In 2021, Baptiste launched a new show and international tour, The Chocolate Chip.

==Television career==
Baptiste has made various television appearances on
Sweat the Small Stuff,
Virtually Famous,
Celebrity Squares,
Safeword,
Live at the Apollo,
Live from the BBC,
Alan Davies: As Yet Untitled,
Mock the Week,
8 Out of 10 Cats Does Countdown, Pants of Fire, Stand Up Sketch Show, Pointless, Comedy Central's Roast Battle, Comedians Giving Lectures, Comedians Solving World Problems, Gagging Order, Elevenish', CelebAbility, Black, British and Funny, Frankie Boyle's New World Order, and Alan Davies: As Yet Untitled.

He has hosted Live At The Apollo (BBC Two), Live from the Comedy Store (Comedy Central) and Tonight at the London Palladium (ITV1).

In December 2018 he won a week-long series in the BBC's Richard Osman's House of Games.

In 2016 Baptiste created, wrote and starred in sitcom Sunny D, which was then purchased for an American remake in 2018 by Lionsgate Pictures.

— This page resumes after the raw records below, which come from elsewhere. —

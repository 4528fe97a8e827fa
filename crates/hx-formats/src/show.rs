//! TOML show files.
//!
//! A show file names the speaker ring, the cue list and any tuning
//! overrides. Parsing is two steps: `serde` maps the text onto `ShowFile`,
//! then `ShowFile::into_show` validates it into runtime types. Any
//! inconsistency is reported here so a session never starts half-configured.

use std::path::{Path, PathBuf};
use std::time::Duration;

use hx_engine::EngineConfig;
use hx_ir::{Cue, GainRouting, RampCurve, Schedule, SpeakerLayout};
use serde::{Deserialize, Serialize};
use tracing::info;

use crate::FormatError;

/// Raw show file as written on disk.
#[derive(Clone, Debug, Deserialize, Serialize)]
#[serde(deny_unknown_fields)]
pub struct ShowFile {
    pub title: Option<String>,
    /// Program track, relative to the show file.
    pub program: Option<String>,
    #[serde(default)]
    pub layout: LayoutSection,
    #[serde(default)]
    pub tuning: TuningSection,
    pub schedule: ScheduleSection,
}

#[derive(Clone, Debug, Deserialize, Serialize)]
#[serde(default, deny_unknown_fields)]
pub struct LayoutSection {
    pub speakers: usize,
    pub radius: f32,
    pub height: f32,
    pub start_angle: f32,
    pub movable: bool,
    /// `routing[speaker] = gain node`
    pub routing: Option<Vec<usize>>,
}

impl Default for LayoutSection {
    fn default() -> Self {
        Self {
            speakers: 6,
            radius: 3.0,
            height: 0.0,
            start_angle: 0.0,
            movable: false,
            routing: None,
        }
    }
}

/// Every key is optional; missing keys keep `EngineConfig::default()`.
#[derive(Clone, Debug, Default, Deserialize, Serialize)]
#[serde(deny_unknown_fields)]
pub struct TuningSection {
    pub ramp_ms: Option<u64>,
    pub curve: Option<CurveSpec>,
    pub drag_sensitivity: Option<f32>,
    pub key_rate: Option<f32>,
    pub joystick_rate: Option<f32>,
    pub joystick_dead_zone: Option<f32>,
    pub joystick_decay: Option<f32>,
    pub time_update_ms: Option<u64>,
    pub reference_distance: Option<f32>,
}

/// `curve = "linear"` or `curve = { exponential = 3.0 }`
#[derive(Clone, Copy, Debug, PartialEq, Deserialize, Serialize)]
#[serde(rename_all = "lowercase")]
pub enum CurveSpec {
    Linear,
    Exponential(f32),
}

/// Either parallel `timestamps`/`presets` arrays, or a `patterns` library
/// referenced by `cues`.
#[derive(Clone, Debug, Default, Deserialize, Serialize)]
#[serde(deny_unknown_fields)]
pub struct ScheduleSection {
    pub timestamps: Option<Vec<f64>>,
    pub presets: Option<Vec<Vec<f32>>>,
    pub patterns: Option<Vec<Vec<f32>>>,
    pub cues: Option<Vec<CueEntry>>,
}

#[derive(Clone, Copy, Debug, Deserialize, Serialize)]
#[serde(deny_unknown_fields)]
pub struct CueEntry {
    pub at: f64,
    pub pattern: usize,
}

/// A validated show, ready to build a session from.
#[derive(Clone, Debug)]
pub struct Show {
    pub title: String,
    pub program: Option<PathBuf>,
    pub schedule: Schedule,
    pub layout: SpeakerLayout,
    pub routing: GainRouting,
    pub config: EngineConfig,
}

impl ShowFile {
    /// Validate into runtime types. `base` resolves a relative program path.
    pub fn into_show(self, base: Option<&Path>) -> Result<Show, FormatError> {
        let l = &self.layout;
        let layout = SpeakerLayout::ring(l.speakers, l.radius, l.height, l.start_angle)?
            .with_movable(l.movable);
        let routing = match &l.routing {
            Some(table) => GainRouting::from_table(table, layout.count())?,
            None => GainRouting::identity(layout.count()),
        };
        let schedule = self.schedule.build(layout.count())?;
        let config = self.tuning.apply(EngineConfig::default())?;
        let program = self.program.map(|p| match base {
            Some(dir) => dir.join(p),
            None => PathBuf::from(p),
        });
        Ok(Show {
            title: self.title.unwrap_or_else(|| "untitled".to_string()),
            program,
            schedule,
            layout,
            routing,
            config,
        })
    }
}

impl ScheduleSection {
    fn build(&self, speakers: usize) -> Result<Schedule, FormatError> {
        match (&self.timestamps, &self.presets, &self.patterns, &self.cues) {
            (Some(timestamps), Some(presets), None, None) => {
                Ok(Schedule::new(timestamps, presets, speakers)?)
            }
            (None, None, Some(patterns), Some(cues)) => {
                let cues: Vec<Cue> = cues
                    .iter()
                    .map(|c| Cue {
                        timestamp: c.at,
                        pattern: c.pattern,
                    })
                    .collect();
                Ok(Schedule::from_cues(patterns, &cues, speakers)?)
            }
            _ => Err(FormatError::InvalidShow(
                "[schedule] needs either timestamps + presets or patterns + cues".to_string(),
            )),
        }
    }
}

impl TuningSection {
    fn apply(&self, mut config: EngineConfig) -> Result<EngineConfig, FormatError> {
        if let Some(ms) = self.ramp_ms {
            config.ramp = Duration::from_millis(ms);
        }
        if let Some(curve) = self.curve {
            config.curve = match curve {
                CurveSpec::Linear => RampCurve::Linear,
                CurveSpec::Exponential(k) => RampCurve::Exponential(finite("curve", k)?),
            };
        }
        if let Some(v) = self.drag_sensitivity {
            config.drag_sensitivity = finite("drag_sensitivity", v)?;
        }
        if let Some(v) = self.key_rate {
            config.key_rate = finite("key_rate", v)?;
        }
        if let Some(v) = self.joystick_rate {
            config.joystick_rate = finite("joystick_rate", v)?;
        }
        if let Some(v) = self.joystick_dead_zone {
            config.joystick_dead_zone = unit_interval("joystick_dead_zone", v)?;
        }
        if let Some(v) = self.joystick_decay {
            config.joystick_decay = unit_interval("joystick_decay", v)?;
        }
        if let Some(ms) = self.time_update_ms {
            if ms == 0 {
                return Err(FormatError::InvalidShow(
                    "time_update_ms must be positive".to_string(),
                ));
            }
            config.time_update_interval = Duration::from_millis(ms);
        }
        if let Some(v) = self.reference_distance {
            if !(v.is_finite() && v > 0.0) {
                return Err(FormatError::InvalidShow(
                    "reference_distance must be positive".to_string(),
                ));
            }
            config.reference_distance = v;
        }
        Ok(config)
    }
}

fn finite(key: &str, value: f32) -> Result<f32, FormatError> {
    if value.is_finite() {
        Ok(value)
    } else {
        Err(FormatError::InvalidShow(format!("{key} must be finite")))
    }
}

fn unit_interval(key: &str, value: f32) -> Result<f32, FormatError> {
    if (0.0..1.0).contains(&value) {
        Ok(value)
    } else {
        Err(FormatError::InvalidShow(format!("{key} must be in [0, 1)")))
    }
}

/// Parse show text. Relative program paths are left as written.
pub fn parse_show(text: &str) -> Result<Show, FormatError> {
    let file: ShowFile = toml::from_str(text)?;
    file.into_show(None)
}

/// Read and parse a show file from disk.
pub fn load_show(path: &Path) -> Result<Show, FormatError> {
    let text = std::fs::read_to_string(path)?;
    let file: ShowFile = toml::from_str(&text)?;
    let show = file.into_show(path.parent())?;
    info!(
        title = %show.title,
        cues = show.schedule.len(),
        speakers = show.layout.count(),
        "show loaded"
    );
    Ok(show)
}
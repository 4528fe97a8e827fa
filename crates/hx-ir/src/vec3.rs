//! Minimal 3D vector for room coordinates (meters, Y up).

use core::ops::{Add, Mul, Sub};

#[derive(Clone, Copy, Debug, Default, PartialEq)]
pub struct Vec3 {
    pub x: f32,
    pub y: f32,
    pub z: f32,
}

impl Vec3 {
    pub const ZERO: Vec3 = Vec3::new(0.0, 0.0, 0.0);
    pub const UP: Vec3 = Vec3::new(0.0, 1.0, 0.0);

    pub const fn new(x: f32, y: f32, z: f32) -> Self {
        Self { x, y, z }
    }

    pub fn dot(self, other: Vec3) -> f32 {
        self.x * other.x + self.y * other.y + self.z * other.z
    }

    pub fn cross(self, other: Vec3) -> Vec3 {
        Vec3::new(
            self.y * other.z - self.z * other.y,
            self.z * other.x - self.x * other.z,
            self.x * other.y - self.y * other.x,
        )
    }

    pub fn length(self) -> f32 {
        libm::sqrtf(self.dot(self))
    }

    /// Unit vector in the same direction, or `None` for a zero-length vector.
    pub fn normalized(self) -> Option<Vec3> {
        let len = self.length();
        if len <= f32::EPSILON || !len.is_finite() {
            None
        } else {
            Some(self * (1.0 / len))
        }
    }

    pub fn is_finite(self) -> bool {
        self.x.is_finite() && self.y.is_finite() && self.z.is_finite()
    }
}

impl Add for Vec3 {
    type Output = Vec3;
    fn add(self, rhs: Vec3) -> Vec3 {
        Vec3::new(self.x + rhs.x, self.y + rhs.y, self.z + rhs.z)
    }
}

impl Sub for Vec3 {
    type Output = Vec3;
    fn sub(self, rhs: Vec3) -> Vec3 {
        Vec3::new(self.x - rhs.x, self.y - rhs.y, self.z - rhs.z)
    }
}

impl Mul<f32> for Vec3 {
    type Output = Vec3;
    fn mul(self, rhs: f32) -> Vec3 {
        Vec3::new(self.x * rhs, self.y * rhs, self.z * rhs)
    }
}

During the 2020 lockdown Baptiste performed on The Big Night In for Children in Need and Comic Relief.

In January 2021, Baptiste's BBC pilot Bamous premiered on BBC Three / BBC One.

== Writing career ==
In 2016 Baptiste wrote his first sitcom Sunny D which was the first commissioned pilot written by a Black British comedian on the BBC in 20 years.

In 2020, Baptiste created and wrote BBC pilot Bamous.

Baptiste hosted his own podcast Dane Baptiste Questions Everything, is a member of comedy collective Quotas Full and is currently working on numerous scripted projects for both the UK and US. He is now host of a new podcast Citizen Dane and co-host of the Mind Your Business podcast.

Baptiste wrote for Idris Elba at the 2018 FIFA Awards.

He has also appeared on other podcasts including Evil Genius with Russell Kane, West: Word - The Westworld podcast for Sky TV, Geoff Lloyd's Hometown Glory on Union Jack Radio , FRANK with Olivia Lee and Maria Shehat, The Gaffer Tapes: Fantasy Football Podcast, and Mo Money, Mo Problems with Mo Gilligan.

He has been a guest on several episodes of BBC Radio 4's Just A Minute and The News Quiz.

==Controversy==

On 1 May 2024, Baptiste issued a statement on social media to an unnamed female comic, whom he described as a "Zionist" and a "dumb woman". Baptiste said he wanted the recipient of the message to "sit down with your husband and kids and imagine what their lives will be without you... I'll sit in prison while your family sit in the cemetery".

His post was condemned by other comedians while his agents, Gag Reflex and Insanity Group, dropped Baptiste the following day. Baptiste later described the post as "a massive error of judgment" and apologised to the Jewish community, colleagues and fans.